→ **What is required**
Give the number of lines containing "Null" in this listing, with no other words.
↓
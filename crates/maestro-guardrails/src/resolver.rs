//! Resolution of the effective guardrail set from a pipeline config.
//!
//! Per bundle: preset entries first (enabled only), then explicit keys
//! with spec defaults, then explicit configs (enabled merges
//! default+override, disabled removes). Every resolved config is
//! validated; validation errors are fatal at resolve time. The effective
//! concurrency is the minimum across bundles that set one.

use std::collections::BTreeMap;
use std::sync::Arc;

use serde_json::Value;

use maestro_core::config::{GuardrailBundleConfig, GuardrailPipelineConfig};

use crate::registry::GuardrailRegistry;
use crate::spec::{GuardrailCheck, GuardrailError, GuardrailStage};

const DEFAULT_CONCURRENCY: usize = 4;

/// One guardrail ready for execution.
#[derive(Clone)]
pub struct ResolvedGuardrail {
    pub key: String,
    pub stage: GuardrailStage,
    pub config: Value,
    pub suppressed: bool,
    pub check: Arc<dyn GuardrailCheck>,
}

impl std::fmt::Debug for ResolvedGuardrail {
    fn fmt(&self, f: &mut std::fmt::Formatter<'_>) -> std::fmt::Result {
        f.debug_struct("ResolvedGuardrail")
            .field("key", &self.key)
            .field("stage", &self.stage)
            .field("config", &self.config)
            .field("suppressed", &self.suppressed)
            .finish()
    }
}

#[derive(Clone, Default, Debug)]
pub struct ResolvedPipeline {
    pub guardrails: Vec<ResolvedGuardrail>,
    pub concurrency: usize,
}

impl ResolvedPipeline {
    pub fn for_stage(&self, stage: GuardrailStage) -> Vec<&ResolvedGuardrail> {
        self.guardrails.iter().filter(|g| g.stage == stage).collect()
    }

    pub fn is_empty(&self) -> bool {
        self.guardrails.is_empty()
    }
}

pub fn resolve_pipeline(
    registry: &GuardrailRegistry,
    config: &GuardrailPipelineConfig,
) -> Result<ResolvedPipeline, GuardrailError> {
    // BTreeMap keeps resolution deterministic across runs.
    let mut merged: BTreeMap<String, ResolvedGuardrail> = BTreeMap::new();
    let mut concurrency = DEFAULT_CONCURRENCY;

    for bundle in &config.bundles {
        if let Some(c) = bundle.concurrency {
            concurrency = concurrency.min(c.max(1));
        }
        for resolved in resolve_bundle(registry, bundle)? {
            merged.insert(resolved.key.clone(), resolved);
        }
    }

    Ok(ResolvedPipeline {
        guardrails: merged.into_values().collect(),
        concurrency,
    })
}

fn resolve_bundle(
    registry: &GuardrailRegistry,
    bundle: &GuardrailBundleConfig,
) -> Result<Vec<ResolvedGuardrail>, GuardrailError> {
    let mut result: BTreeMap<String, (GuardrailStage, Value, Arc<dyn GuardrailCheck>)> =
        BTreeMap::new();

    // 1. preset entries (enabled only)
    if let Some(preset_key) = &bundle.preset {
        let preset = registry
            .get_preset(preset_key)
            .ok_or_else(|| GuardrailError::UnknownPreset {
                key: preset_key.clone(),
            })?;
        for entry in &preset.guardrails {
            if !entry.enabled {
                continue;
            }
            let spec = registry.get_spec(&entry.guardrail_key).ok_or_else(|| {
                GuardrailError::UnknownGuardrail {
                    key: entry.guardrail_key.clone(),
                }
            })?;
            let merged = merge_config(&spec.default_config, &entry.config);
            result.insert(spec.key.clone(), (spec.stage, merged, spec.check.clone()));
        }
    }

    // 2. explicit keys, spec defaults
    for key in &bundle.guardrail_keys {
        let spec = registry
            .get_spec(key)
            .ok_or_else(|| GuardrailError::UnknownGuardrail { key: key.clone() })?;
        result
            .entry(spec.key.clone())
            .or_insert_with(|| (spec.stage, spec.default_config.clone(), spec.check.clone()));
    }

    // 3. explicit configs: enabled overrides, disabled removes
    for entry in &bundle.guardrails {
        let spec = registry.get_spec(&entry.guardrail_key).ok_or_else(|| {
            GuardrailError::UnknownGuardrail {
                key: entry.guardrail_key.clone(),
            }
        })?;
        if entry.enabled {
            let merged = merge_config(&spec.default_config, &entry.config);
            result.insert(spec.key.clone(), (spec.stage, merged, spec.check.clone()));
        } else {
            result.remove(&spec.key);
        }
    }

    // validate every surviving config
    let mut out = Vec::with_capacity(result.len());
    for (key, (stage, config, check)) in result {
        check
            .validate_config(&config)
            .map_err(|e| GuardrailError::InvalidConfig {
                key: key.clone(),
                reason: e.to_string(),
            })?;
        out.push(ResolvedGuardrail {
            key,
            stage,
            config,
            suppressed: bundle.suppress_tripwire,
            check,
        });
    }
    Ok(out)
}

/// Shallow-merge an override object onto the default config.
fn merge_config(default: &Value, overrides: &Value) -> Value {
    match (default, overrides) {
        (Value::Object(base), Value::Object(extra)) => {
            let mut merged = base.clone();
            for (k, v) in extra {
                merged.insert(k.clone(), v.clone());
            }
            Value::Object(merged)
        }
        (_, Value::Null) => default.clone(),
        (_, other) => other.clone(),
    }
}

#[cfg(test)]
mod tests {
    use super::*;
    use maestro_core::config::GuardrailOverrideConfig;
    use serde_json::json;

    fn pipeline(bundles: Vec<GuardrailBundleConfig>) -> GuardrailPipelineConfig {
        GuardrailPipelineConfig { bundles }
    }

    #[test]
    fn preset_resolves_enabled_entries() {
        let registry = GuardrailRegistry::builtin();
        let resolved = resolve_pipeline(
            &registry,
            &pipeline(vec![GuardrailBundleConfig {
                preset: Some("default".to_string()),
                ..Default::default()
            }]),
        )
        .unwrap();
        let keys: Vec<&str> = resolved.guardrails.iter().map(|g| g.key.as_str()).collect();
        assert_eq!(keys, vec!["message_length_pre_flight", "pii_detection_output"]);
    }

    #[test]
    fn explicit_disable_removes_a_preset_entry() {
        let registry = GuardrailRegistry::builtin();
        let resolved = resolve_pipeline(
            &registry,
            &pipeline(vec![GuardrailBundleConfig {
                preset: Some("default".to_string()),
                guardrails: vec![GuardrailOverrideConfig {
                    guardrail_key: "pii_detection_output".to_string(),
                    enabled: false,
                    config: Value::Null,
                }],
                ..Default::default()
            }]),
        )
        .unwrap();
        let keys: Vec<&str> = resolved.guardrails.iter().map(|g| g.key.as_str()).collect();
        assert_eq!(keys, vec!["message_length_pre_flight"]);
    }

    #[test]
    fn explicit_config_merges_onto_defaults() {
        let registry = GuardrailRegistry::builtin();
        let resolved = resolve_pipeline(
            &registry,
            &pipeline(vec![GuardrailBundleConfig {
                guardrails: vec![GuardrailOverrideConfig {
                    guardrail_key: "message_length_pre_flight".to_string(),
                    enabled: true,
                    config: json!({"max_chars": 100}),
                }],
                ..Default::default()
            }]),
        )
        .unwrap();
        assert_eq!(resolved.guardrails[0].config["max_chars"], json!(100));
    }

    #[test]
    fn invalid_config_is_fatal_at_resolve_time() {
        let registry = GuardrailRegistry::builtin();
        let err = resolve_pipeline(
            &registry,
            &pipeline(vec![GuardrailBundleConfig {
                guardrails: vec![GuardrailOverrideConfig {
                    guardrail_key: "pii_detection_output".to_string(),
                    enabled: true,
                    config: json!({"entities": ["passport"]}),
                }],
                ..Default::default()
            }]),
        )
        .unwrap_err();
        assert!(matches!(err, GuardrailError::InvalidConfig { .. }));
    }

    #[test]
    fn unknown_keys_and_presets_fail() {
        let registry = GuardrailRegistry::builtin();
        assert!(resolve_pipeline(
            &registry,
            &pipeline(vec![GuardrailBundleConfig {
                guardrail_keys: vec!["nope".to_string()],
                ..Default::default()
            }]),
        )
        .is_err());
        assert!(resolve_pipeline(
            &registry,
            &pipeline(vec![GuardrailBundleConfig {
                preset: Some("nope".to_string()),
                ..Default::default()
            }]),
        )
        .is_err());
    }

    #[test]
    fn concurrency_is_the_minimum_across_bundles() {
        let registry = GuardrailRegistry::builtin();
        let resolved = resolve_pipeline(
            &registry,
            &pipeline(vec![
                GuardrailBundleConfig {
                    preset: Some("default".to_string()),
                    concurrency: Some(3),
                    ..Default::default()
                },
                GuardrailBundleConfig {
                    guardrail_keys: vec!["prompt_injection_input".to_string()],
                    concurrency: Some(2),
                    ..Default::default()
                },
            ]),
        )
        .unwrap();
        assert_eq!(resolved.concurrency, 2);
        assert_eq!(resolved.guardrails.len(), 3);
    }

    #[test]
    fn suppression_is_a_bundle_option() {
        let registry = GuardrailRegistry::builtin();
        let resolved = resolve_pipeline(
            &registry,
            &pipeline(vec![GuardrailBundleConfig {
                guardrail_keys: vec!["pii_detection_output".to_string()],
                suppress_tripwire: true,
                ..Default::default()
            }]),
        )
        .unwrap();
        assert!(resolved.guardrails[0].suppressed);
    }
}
↑
↓
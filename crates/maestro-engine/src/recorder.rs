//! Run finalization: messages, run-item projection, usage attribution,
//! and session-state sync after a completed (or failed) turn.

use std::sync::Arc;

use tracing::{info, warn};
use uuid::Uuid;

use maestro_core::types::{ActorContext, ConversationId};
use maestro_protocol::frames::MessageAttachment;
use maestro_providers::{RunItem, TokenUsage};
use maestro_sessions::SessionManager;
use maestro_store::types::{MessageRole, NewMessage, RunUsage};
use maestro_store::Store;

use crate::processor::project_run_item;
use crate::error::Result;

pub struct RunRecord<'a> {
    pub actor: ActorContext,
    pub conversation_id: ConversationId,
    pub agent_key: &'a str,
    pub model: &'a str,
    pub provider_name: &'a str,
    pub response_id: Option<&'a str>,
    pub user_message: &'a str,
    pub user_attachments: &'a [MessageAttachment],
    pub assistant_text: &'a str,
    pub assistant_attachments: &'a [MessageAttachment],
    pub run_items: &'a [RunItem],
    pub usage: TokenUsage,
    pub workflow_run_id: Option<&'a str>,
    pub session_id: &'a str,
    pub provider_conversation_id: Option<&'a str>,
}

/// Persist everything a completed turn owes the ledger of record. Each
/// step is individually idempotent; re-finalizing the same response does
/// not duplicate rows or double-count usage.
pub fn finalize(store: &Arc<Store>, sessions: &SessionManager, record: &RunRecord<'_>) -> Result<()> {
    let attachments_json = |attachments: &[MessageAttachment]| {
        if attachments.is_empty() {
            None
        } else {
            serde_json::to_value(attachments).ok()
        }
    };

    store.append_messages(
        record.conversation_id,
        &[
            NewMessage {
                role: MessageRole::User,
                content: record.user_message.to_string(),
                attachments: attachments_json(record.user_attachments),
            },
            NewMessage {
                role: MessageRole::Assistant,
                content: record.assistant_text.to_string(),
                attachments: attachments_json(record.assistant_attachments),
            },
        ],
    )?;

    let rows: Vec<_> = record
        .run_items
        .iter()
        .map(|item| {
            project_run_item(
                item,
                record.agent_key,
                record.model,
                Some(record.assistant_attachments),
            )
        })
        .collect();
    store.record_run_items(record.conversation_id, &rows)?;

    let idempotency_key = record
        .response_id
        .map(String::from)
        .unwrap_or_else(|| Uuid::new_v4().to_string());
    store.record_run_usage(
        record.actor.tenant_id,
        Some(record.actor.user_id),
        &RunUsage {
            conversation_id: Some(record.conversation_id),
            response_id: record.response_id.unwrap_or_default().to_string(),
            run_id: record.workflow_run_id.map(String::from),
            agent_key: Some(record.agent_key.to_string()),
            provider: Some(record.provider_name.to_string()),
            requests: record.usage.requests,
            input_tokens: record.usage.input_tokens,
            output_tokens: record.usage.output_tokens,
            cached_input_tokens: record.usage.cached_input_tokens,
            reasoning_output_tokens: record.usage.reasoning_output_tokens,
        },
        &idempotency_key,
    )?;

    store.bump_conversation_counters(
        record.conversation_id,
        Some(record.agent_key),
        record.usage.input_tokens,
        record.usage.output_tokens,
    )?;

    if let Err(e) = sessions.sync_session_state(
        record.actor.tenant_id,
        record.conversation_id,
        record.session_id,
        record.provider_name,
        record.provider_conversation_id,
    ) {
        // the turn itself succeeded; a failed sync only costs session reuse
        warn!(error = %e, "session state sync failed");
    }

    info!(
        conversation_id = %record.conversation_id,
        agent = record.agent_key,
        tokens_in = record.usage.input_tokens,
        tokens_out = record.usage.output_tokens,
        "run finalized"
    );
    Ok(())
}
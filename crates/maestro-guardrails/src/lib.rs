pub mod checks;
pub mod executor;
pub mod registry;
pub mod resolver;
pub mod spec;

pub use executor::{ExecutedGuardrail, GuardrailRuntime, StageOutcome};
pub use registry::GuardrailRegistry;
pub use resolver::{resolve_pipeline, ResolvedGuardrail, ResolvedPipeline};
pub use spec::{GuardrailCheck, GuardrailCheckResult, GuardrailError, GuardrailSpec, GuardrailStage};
↑
↓
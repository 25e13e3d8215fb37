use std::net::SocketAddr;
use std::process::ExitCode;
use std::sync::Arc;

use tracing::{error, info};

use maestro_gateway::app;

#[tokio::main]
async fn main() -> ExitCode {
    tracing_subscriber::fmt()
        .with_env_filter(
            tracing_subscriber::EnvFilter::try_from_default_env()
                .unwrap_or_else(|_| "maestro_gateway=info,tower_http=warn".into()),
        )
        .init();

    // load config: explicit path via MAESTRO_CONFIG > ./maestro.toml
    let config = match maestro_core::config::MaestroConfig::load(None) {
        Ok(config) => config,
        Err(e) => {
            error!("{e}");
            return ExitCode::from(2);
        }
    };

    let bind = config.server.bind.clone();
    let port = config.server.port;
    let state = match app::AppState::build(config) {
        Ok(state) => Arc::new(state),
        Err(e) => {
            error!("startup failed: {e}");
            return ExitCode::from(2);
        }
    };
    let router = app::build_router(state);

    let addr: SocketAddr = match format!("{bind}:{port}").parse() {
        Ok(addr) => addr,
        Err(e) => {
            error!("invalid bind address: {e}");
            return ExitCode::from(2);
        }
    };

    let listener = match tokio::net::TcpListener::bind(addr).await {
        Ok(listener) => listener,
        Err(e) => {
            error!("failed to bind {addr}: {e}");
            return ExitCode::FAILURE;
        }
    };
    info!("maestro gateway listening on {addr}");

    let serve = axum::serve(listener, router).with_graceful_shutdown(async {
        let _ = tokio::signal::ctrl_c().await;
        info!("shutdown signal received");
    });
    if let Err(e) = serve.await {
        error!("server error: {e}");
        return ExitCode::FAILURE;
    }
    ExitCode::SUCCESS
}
↑
→ **Result below**
2